Council to consider preferential bidding ordinance that could cost local taxpayers more
The council came to a consensus of sorts at their July 16 meeting that it will give local contractors a break when it comes to bidding on Lemoore projects, despite evidence that local contractors already receive a majority of the bids last year, and an ordinance requiring a local bidding preference wouldn’t have made any difference.
Council members had instructed city staff to determine if a 5 percent of 3 percent preference would have helped local bidders gain an advantage in local projects where state or local funding is not used.
Council members got a look at that staff report at their last meeting July 16 and reactions were mixed. It turns out that based on the 2012-13 list of projects that went out to bid, most of them were in fact already awarded to a local contractor, and if the ordinance were in effect during the same period of time, it wouldn’t have made any difference.
Council members came to a consensus of sorts that a 5 percent preference for local bidders within the city limits and a 3 percent preference for those in the local zip code area was the right approach. What this means is that if a local contractor is within 5 percent of the lowest bid, he or she may earn the contract, instead of the low bidder, who isn’t local.

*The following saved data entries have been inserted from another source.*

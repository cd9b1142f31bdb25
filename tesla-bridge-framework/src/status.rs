//! Bridge status reporting.
//!
//! The bridge announces itself on `{prefix}/bridge/status` as a retained JSON
//! document. The same topic carries the broker-side last will, so subscribers
//! see `offline` even when the process dies without a clean shutdown.

use serde::{Deserialize, Serialize};

use tesla_bridge_common::{TopicBuilder, encode_json};

use crate::Result;
use crate::error::PublishError;
use crate::publisher::Publisher;

/// Bridge status information.
#[derive(Debug, Clone, PartialEq, Serialize, Deserialize)]
pub struct BridgeStatus {
    /// Bridge name.
    pub bridge: String,
    /// Bridge version.
    pub version: String,
    /// Current status ("running" or "offline").
    pub status: String,
    /// Additional metadata (vehicle list, stream endpoint).
    #[serde(flatten)]
    pub metadata: serde_json::Value,
}

impl BridgeStatus {
    fn with_state(bridge: impl Into<String>, version: impl Into<String>, status: &str) -> Self {
        Self {
            bridge: bridge.into(),
            version: version.into(),
            status: status.to_string(),
            metadata: serde_json::Value::Null,
        }
    }

    /// Create a new status with "running" state.
    pub fn running(bridge: impl Into<String>, version: impl Into<String>) -> Self {
        Self::with_state(bridge, version, "running")
    }

    /// Create a status with "offline" state.
    pub fn offline(bridge: impl Into<String>, version: impl Into<String>) -> Self {
        Self::with_state(bridge, version, "offline")
    }

    /// Add metadata to the status.
    pub fn with_metadata(mut self, metadata: serde_json::Value) -> Self {
        self.metadata = metadata;
        self
    }

    /// Topic and payload for registering this status as the MQTT last will.
    pub fn as_last_will(&self, topics: &TopicBuilder) -> Result<(String, Vec<u8>)> {
        Ok((topics.bridge_status(), encode_json(self)?))
    }

    /// Publish this status, retained, to `{prefix}/bridge/status`.
    pub async fn publish(&self, publisher: &Publisher) -> std::result::Result<(), PublishError> {
        let topic = publisher.topics().bridge_status();
        publisher.publish_json(&topic, self, true).await
    }
}

/// Helper to publish bridge status on startup and shutdown.
pub struct StatusPublisher {
    publisher: Publisher,
    bridge_name: String,
    version: String,
}

impl StatusPublisher {
    /// Create a new status publisher.
    pub fn new(
        publisher: Publisher,
        bridge_name: impl Into<String>,
        version: impl Into<String>,
    ) -> Self {
        Self {
            publisher,
            bridge_name: bridge_name.into(),
            version: version.into(),
        }
    }

    /// Publish "running" status with optional metadata.
    pub async fn publish_running(
        &self,
        metadata: Option<serde_json::Value>,
    ) -> std::result::Result<(), PublishError> {
        let mut status = BridgeStatus::running(&self.bridge_name, &self.version);
        if let Some(meta) = metadata {
            status = status.with_metadata(meta);
        }
        status.publish(&self.publisher).await
    }

    /// Publish "offline" status.
    pub async fn publish_offline(&self) -> std::result::Result<(), PublishError> {
        BridgeStatus::offline(&self.bridge_name, &self.version)
            .publish(&self.publisher)
            .await
    }
}

#[cfg(test)]
mod tests {
    use super::*;

    #[test]
    fn test_status_running() {
        let status = BridgeStatus::running("tesla", "0.3.0");
        assert_eq!(status.bridge, "tesla");
        assert_eq!(status.status, "running");
    }

    #[test]
    fn test_status_serialization() {
        let status = BridgeStatus::running("tesla", "1.0.0")
            .with_metadata(serde_json::json!({ "vehicles": [1, 2] }));

        let json = serde_json::to_string(&status).unwrap();
        assert!(json.contains("\"bridge\":\"tesla\""));
        assert!(json.contains("\"status\":\"running\""));
        assert!(json.contains("\"vehicles\":[1,2]"));
    }

    #[test]
    fn test_last_will_topic() {
        let topics = TopicBuilder::new("myteslamate/cars");
        let (topic, payload) = BridgeStatus::offline("tesla", "1.0.0")
            .as_last_will(&topics)
            .unwrap();

        assert_eq!(topic, "myteslamate/cars/bridge/status");
        let decoded: BridgeStatus = serde_json::from_slice(&payload).unwrap();
        assert_eq!(decoded.status, "offline");
    }
}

Administrative Analyst Lauren Apone, told council members at the July 16 gathering that she tabulated all the bids awarded in the past 12 months, which totaled $6,530,000. She went on to state if every single bid award had a local bidder that was 5 percent higher than the lowest bidder, and the city paid 5 percent higher than the lowest bid to award to that local contractor, this would have cost the city an additional $326,500. If the city had used the 3 percent figure, the cost to the city and taxpayers would have been $195,900. A 1 percent preference would have cost the city $65,300.
Apone also suggested that if the City of Lemoore would have had an ordinance in place in the last 12 months, none of the bids would have been affected and the city wouldn’t have paid any additional money. It turns out at least one local bidder, Cen Cal Paving, won a majority of the city’s paving projects in the last 12 months.
“In reality it would have been zero if we had an ordinance in place last year. None of the bids would have been affected,” she said. “We had one low bidder (Cen Cal Paving) that won a majority of our bids to begin with,” she added.
Additionally the local bidders that bid on the other projects were more than 5 percent higher on their bids and would not have been eligible for the preference. The one local bid that was only 4 percent higher than the low bid on a project that was ineligible for the local bidding preference due to state or federal projects.
At least one council member, John Gordon, was not at all pleased with the analysis and suggested a larger sampling. “I wasn’t satisfied with the sample,” he said, citing the need for a larger sample. “We should expand this study so we get a better feel of what’s going on here.”
He also offered an alternative. “I would be fine with going with three or five percent and see what happens in a year,” he said.
Council members finally decided on a pair of bidding approaches. Any bid under $250,000 in which a local bidder is within five percent (within the city limits) or three percent (within the Lemoore zip code area) that bidder may get the contract, and the city would make up the difference. Any contract over $250,000 if a local bidder is again within the parameters, it can match the bid, the difference would have to come out of their own pockets, not the city’s.
Mayor Billy Siegel seemed to disregard the staff report findings and suggested that local contractors can’t compete with their larger out-of-town counterparts due to certain overhead costs such as fuel and travel. He said that five percent can make all the difference to a local bidder.
“They (locals) don’t get as many jobs because they’re not able to compete in Lemoore, Hanford, San Francisco, they’re a local bidder,” he said. “And that’s how they compete by charging that little five percent more is what they need to charge because that saves them on fuel … and travel. It saves them on things but they have to pay a higher cost on getting the product here because this isn’t a major hub for delivery.
“There is a cost of doing business locally that is incurred by our local businesses,” he added. “That’s what we’re trying to give back to them because they spend the money here.
“That five percent is the difference.”